WHAT NEEDS TO BE DONE
Could you restate word for word every line of the records below, from the first one to the one holding "use crate::model::association::DicomAssociationInfo;"?

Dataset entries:
== Segment start ==

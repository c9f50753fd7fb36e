//! In-memory reference implementations of the [`super`] repository traits,
//! guarded by `std::sync::Mutex`.

use super::{
	AeRepository, AssociationRepository, ExportRequestRepository, FileMetadataRepository, InferenceRequestRepository,
	PayloadRepository, RemoteAppExecutionRepository, RepositoryError,
};
use crate::model::ae::{DestinationApplicationEntity, MonaiApplicationEntity, SourceApplicationEntity, VirtualApplicationEntity};
use crate::model::association::DicomAssociationInfo;
use crate::model::export::ExportRequest;
use crate::model::file_metadata::FileStorageMetadata;
use crate::model::inference_request::{InferenceRequest, InferenceRequestState, InferenceRequestStatus};
use crate::model::payload::{Payload, PayloadState};
use crate::model::remote_app_execution::RemoteAppExecution;
use async_trait::async_trait;
use std::collections::{HashMap, VecDeque};
use std::sync::Mutex;
use std::time::{Duration, SystemTime};
use uuid::Uuid;

#[derive(Default)]
pub struct InMemoryAeRepository {
	monai: Mutex<HashMap<String, MonaiApplicationEntity>>,
	source: Mutex<HashMap<String, SourceApplicationEntity>>,
	destination: Mutex<HashMap<String, DestinationApplicationEntity>>,
	virtual_ae: Mutex<HashMap<String, VirtualApplicationEntity>>,
}

fn not_found(kind: &'static str, key: &str) -> RepositoryError {
	RepositoryError::NotFound { kind, key: key.to_owned() }
}

#[async_trait]
impl AeRepository for InMemoryAeRepository {
	async fn get_monai_ae(&self, name: &str) -> Result<MonaiApplicationEntity, RepositoryError> {
		self.monai.lock().unwrap().get(name).cloned().ok_or_else(|| not_found("MonaiApplicationEntity", name))
	}

	async fn list_monai_aes(&self) -> Result<Vec<MonaiApplicationEntity>, RepositoryError> {
		Ok(self.monai.lock().unwrap().values().cloned().collect())
	}

	async fn put_monai_ae(&self, ae: MonaiApplicationEntity) -> Result<(), RepositoryError> {
		self.monai.lock().unwrap().insert(ae.base.name.clone(), ae);
		Ok(())
	}

	async fn delete_monai_ae(&self, name: &str) -> Result<(), RepositoryError> {
		self.monai
			.lock()
			.unwrap()
			.remove(name)
			.map(|_| ())
			.ok_or_else(|| not_found("MonaiApplicationEntity", name))
	}

	async fn get_source_ae(&self, aet: &str) -> Result<SourceApplicationEntity, RepositoryError> {
		self.source.lock().unwrap().get(aet).cloned().ok_or_else(|| not_found("SourceApplicationEntity", aet))
	}

	async fn list_source_aes(&self) -> Result<Vec<SourceApplicationEntity>, RepositoryError> {
		Ok(self.source.lock().unwrap().values().cloned().collect())
	}

	async fn put_source_ae(&self, ae: SourceApplicationEntity) -> Result<(), RepositoryError> {
		self.source.lock().unwrap().insert(ae.base.aet.as_str().to_owned(), ae);
		Ok(())
	}

	async fn get_destination_ae(&self, name: &str) -> Result<DestinationApplicationEntity, RepositoryError> {
		self.destination
			.lock()
			.unwrap()
			.get(name)
			.cloned()
			.ok_or_else(|| not_found("DestinationApplicationEntity", name))
	}

	async fn list_destination_aes(&self) -> Result<Vec<DestinationApplicationEntity>, RepositoryError> {
		Ok(self.destination.lock().unwrap().values().cloned().collect())
	}

	async fn put_destination_ae(&self, ae: DestinationApplicationEntity) -> Result<(), RepositoryError> {
		self.destination.lock().unwrap().insert(ae.base.name.clone(), ae);
		Ok(())
	}

	async fn get_virtual_ae(&self, name: &str) -> Result<VirtualApplicationEntity, RepositoryError> {
		self.virtual_ae.lock().unwrap().get(name).cloned().ok_or_else(|| not_found("VirtualApplicationEntity", name))
	}

	async fn put_virtual_ae(&self, ae: VirtualApplicationEntity) -> Result<(), RepositoryError> {
		self.virtual_ae.lock().unwrap().insert(ae.name.clone(), ae);
		Ok(())
	}
}

#[derive(Default)]
pub struct InMemoryFileMetadataRepository {
	files: Mutex<HashMap<String, FileStorageMetadata>>,
}

#[async_trait]
impl FileMetadataRepository for InMemoryFileMetadataRepository {
	async fn get(&self, identifier: &str) -> Result<FileStorageMetadata, RepositoryError> {
		self.files.lock().unwrap().get(identifier).cloned().ok_or_else(|| not_found("FileStorageMetadata", identifier))
	}

	async fn list_pending_uploads(&self) -> Result<Vec<FileStorageMetadata>, RepositoryError> {
		Ok(self.files.lock().unwrap().values().filter(|f| !f.all_uploaded() && !f.upload_failed).cloned().collect())
	}

	async fn list_by_payload(&self, payload_id: Uuid) -> Result<Vec<FileStorageMetadata>, RepositoryError> {
		Ok(self.files.lock().unwrap().values().filter(|f| f.payload_id == Some(payload_id)).cloned().collect())
	}

	async fn put(&self, metadata: FileStorageMetadata) -> Result<(), RepositoryError> {
		self.files.lock().unwrap().insert(metadata.identifier.clone(), metadata);
		Ok(())
	}

	async fn delete(&self, identifier: &str) -> Result<(), RepositoryError> {
		self.files.lock().unwrap().remove(identifier).map(|_| ()).ok_or_else(|| not_found("FileStorageMetadata", identifier))
	}
}

#[derive(Default)]
pub struct InMemoryPayloadRepository {
	payloads: Mutex<HashMap<Uuid, Payload>>,
}

#[async_trait]
impl PayloadRepository for InMemoryPayloadRepository {
	async fn get(&self, payload_id: Uuid) -> Result<Payload, RepositoryError> {
		self.payloads
			.lock()
			.unwrap()
			.get(&payload_id)
			.cloned()
			.ok_or_else(|| not_found("Payload", &payload_id.to_string()))
	}

	async fn get_by_key(&self, key: &str) -> Result<Option<Payload>, RepositoryError> {
		Ok(self.payloads.lock().unwrap().values().find(|p| p.key == key && p.state != PayloadState::Published).cloned())
	}

	async fn list_open(&self) -> Result<Vec<Payload>, RepositoryError> {
		Ok(self
			.payloads
			.lock()
			.unwrap()
			.values()
			.filter(|p| !matches!(p.state, PayloadState::Published | PayloadState::Failed))
			.cloned()
			.collect())
	}

	async fn put(&self, payload: Payload) -> Result<(), RepositoryError> {
		self.payloads.lock().unwrap().insert(payload.payload_id, payload);
		Ok(())
	}

	async fn delete(&self, payload_id: Uuid) -> Result<(), RepositoryError> {
		self.payloads
			.lock()
			.unwrap()
			.remove(&payload_id)
			.map(|_| ())
			.ok_or_else(|| not_found("Payload", &payload_id.to_string()))
	}
}

#[derive(Default)]
pub struct InMemoryInferenceRequestRepository {
	requests: Mutex<HashMap<String, InferenceRequest>>,
}

#[async_trait]
impl InferenceRequestRepository for InMemoryInferenceRequestRepository {
	async fn get(&self, inference_request_id: &str) -> Result<InferenceRequest, RepositoryError> {
		self.requests
			.lock()
			.unwrap()
			.get(inference_request_id)
			.cloned()
			.ok_or_else(|| not_found("InferenceRequest", inference_request_id))
	}

	async fn get_by_transaction_id(&self, transaction_id: &str) -> Result<InferenceRequest, RepositoryError> {
		self.requests
			.lock()
			.unwrap()
			.values()
			.find(|r| r.transaction_id == transaction_id)
			.cloned()
			.ok_or_else(|| not_found("InferenceRequest", transaction_id))
	}

	async fn exists(&self, inference_request_id: &str) -> Result<bool, RepositoryError> {
		Ok(self.requests.lock().unwrap().contains_key(inference_request_id))
	}

	async fn status(&self, inference_request_id: &str) -> Result<InferenceRequestStatus, RepositoryError> {
		self.requests
			.lock()
			.unwrap()
			.get(inference_request_id)
			.map(|r| r.status)
			.ok_or_else(|| not_found("InferenceRequest", inference_request_id))
	}

	async fn take_next_queued(&self) -> Result<Option<InferenceRequest>, RepositoryError> {
		let mut requests = self.requests.lock().unwrap();
		let next_id = requests
			.values()
			.filter(|r| r.state == InferenceRequestState::Queued)
			.min_by_key(|r| r.created_at)
			.map(|r| r.inference_request_id.clone());
		let Some(id) = next_id else { return Ok(None) };
		let request = requests.get_mut(&id).expect("id came from this map");
		request.state = InferenceRequestState::InProcess;
		Ok(Some(request.clone()))
	}

	async fn put(&self, request: InferenceRequest) -> Result<(), RepositoryError> {
		self.requests.lock().unwrap().insert(request.inference_request_id.clone(), request);
		Ok(())
	}
}

#[derive(Default)]
pub struct InMemoryAssociationRepository {
	associations: Mutex<HashMap<Uuid, DicomAssociationInfo>>,
}

#[async_trait]
impl AssociationRepository for InMemoryAssociationRepository {
	async fn put(&self, association: DicomAssociationInfo) -> Result<(), RepositoryError> {
		self.associations.lock().unwrap().insert(association.id, association);
		Ok(())
	}

	async fn get(&self, id: Uuid) -> Result<DicomAssociationInfo, RepositoryError> {
		self.associations.lock().unwrap().get(&id).cloned().ok_or_else(|| not_found("DicomAssociationInfo", &id.to_string()))
	}
}

#[derive(Default)]
pub struct InMemoryExportRequestRepository {
	queue: Mutex<VecDeque<ExportRequest>>,
}

#[async_trait]
impl ExportRequestRepository for InMemoryExportRequestRepository {
	async fn enqueue(&self, request: ExportRequest) -> Result<(), RepositoryError> {
		self.queue.lock().unwrap().push_back(request);
		Ok(())
	}

	async fn take_next(&self) -> Result<Option<ExportRequest>, RepositoryError> {
		Ok(self.queue.lock().unwrap().pop_front())
	}
}

#[derive(Default)]
pub struct InMemoryRemoteAppExecutionRepository {
	executions: Mutex<HashMap<String, RemoteAppExecution>>,
}

#[async_trait]
impl RemoteAppExecutionRepository for InMemoryRemoteAppExecutionRepository {
	async fn put(&self, execution: RemoteAppExecution) -> Result<(), RepositoryError> {
		self.executions.lock().unwrap().insert(execution.outgoing_uid.clone(), execution);
		Ok(())
	}

	async fn contains(&self, outgoing_uid: &str) -> Result<bool, RepositoryError> {
		Ok(self.executions.lock().unwrap().contains_key(outgoing_uid))
	}

	async fn evict_expired(&self, ttl: Duration) -> Result<usize, RepositoryError> {
		let now = SystemTime::now();
		let mut executions = self.executions.lock().unwrap();
		let before = executions.len();
		executions.retain(|_, execution| !execution.is_expired(now, ttl));
		Ok(before - executions.len())
	}
}

#[cfg(test)]
mod tests {
	use super::*;
	use crate::types::Priority;

	#[tokio::test]
	async fn take_next_queued_leases_the_oldest_row_first() {
		let repo = InMemoryInferenceRequestRepository::default();
		let now = SystemTime::now();

		let mut newer = InferenceRequest::new(String::from("t1"), String::from("ir-newer"), Priority::Medium);
		newer.created_at = now;
		newer.try_count = 2;
		let mut older = InferenceRequest::new(String::from("t2"), String::from("ir-older"), Priority::Medium);
		older.created_at = now - Duration::from_secs(60);
		older.try_count = 0;

		repo.put(newer).await.unwrap();
		repo.put(older).await.unwrap();

		let leased = repo.take_next_queued().await.unwrap().unwrap();
		assert_eq!(leased.inference_request_id, "ir-older", "the oldest queued row leases first regardless of try_count");
		assert_eq!(leased.state, InferenceRequestState::InProcess);

		let stored = repo.get("ir-older").await.unwrap();
		assert_eq!(stored.state, InferenceRequestState::InProcess);
	}

	#[tokio::test]
	async fn exists_and_status_reflect_the_stored_row() {
		let repo = InMemoryInferenceRequestRepository::default();
		assert!(!repo.exists("ir-1").await.unwrap());
		assert!(repo.status("ir-1").await.is_err());

		let mut request = InferenceRequest::new(String::from("t1"), String::from("ir-1"), Priority::Medium);
		request.apply_result(true, 3);
		repo.put(request).await.unwrap();

		assert!(repo.exists("ir-1").await.unwrap());
		assert_eq!(repo.status("ir-1").await.unwrap(), InferenceRequestStatus::Success);
	}

	#[tokio::test]
	async fn take_next_queued_returns_none_when_empty() {
		let repo = InMemoryInferenceRequestRepository::default();
		assert!(repo.take_next_queued().await.unwrap().is_none());
	}

	#[tokio::test]
	async fn evict_expired_removes_only_aged_records() {
		let repo = InMemoryRemoteAppExecutionRepository::default();
		let now = SystemTime::now();
		repo.put(RemoteAppExecution { outgoing_uid: String::from("fresh"), request_time: now }).await.unwrap();
		repo.put(RemoteAppExecution { outgoing_uid: String::from("stale"), request_time: now - Duration::from_secs(3600) })
			.await
			.unwrap();

		let evicted = repo.evict_expired(Duration::from_secs(60)).await.unwrap();
		assert_eq!(evicted, 1);
		assert!(repo.contains("fresh").await.unwrap());
		assert!(!repo.contains("stale").await.unwrap());
	}

	#[tokio::test]
	async fn export_request_repository_is_fifo() {
		let repo = InMemoryExportRequestRepository::default();
		repo.enqueue(ExportRequest {
			export_task_id: String::from("t1"),
			correlation_id: String::from("c1"),
			files: vec![String::from("f1")],
			destinations: vec![String::from("d1")],
		})
		.await
		.unwrap();
		repo.enqueue(ExportRequest {
			export_task_id: String::from("t2"),
			correlation_id: String::from("c2"),
			files: vec![String::from("f2")],
			destinations: vec![String::from("d1")],
		})
		.await
		.unwrap();

		assert_eq!(repo.take_next().await.unwrap().unwrap().export_task_id, "t1");
		assert_eq!(repo.take_next().await.unwrap().unwrap().export_task_id, "t2");
		assert!(repo.take_next().await.unwrap().is_none());
	}

	#[tokio::test]
	async fn payload_get_by_key_ignores_published_payloads() {
		let repo = InMemoryPayloadRepository::default();
		let mut payload = Payload::new(String::from("1.2.3"), String::from("corr-1"), Duration::from_secs(5), String::from("host"));
		payload.transition(PayloadState::Move).unwrap();
		payload.transition(PayloadState::Notify).unwrap();
		payload.transition(PayloadState::Published).unwrap();
		repo.put(payload).await.unwrap();

		assert!(repo.get_by_key("1.2.3").await.unwrap().is_none());
	}
}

== Segment end ==

RESPONSE TO THIS TASK
repository c9f50753fd7fb36e
//! In-memory reference implementations of the [`super`] repository traits,
//! guarded by `std::sync::Mutex`.

use super::{
	AeRepository, AssociationRepository, ExportRequestRepository, FileMetadataRepository, InferenceRequestRepository,
	PayloadRepository, RemoteAppExecutionRepository, RepositoryError,
};
use crate::model::ae::{DestinationApplicationEntity, MonaiApplicationEntity, SourceApplicationEntity, VirtualApplicationEntity};
use crate::model::association::DicomAssociationInfo;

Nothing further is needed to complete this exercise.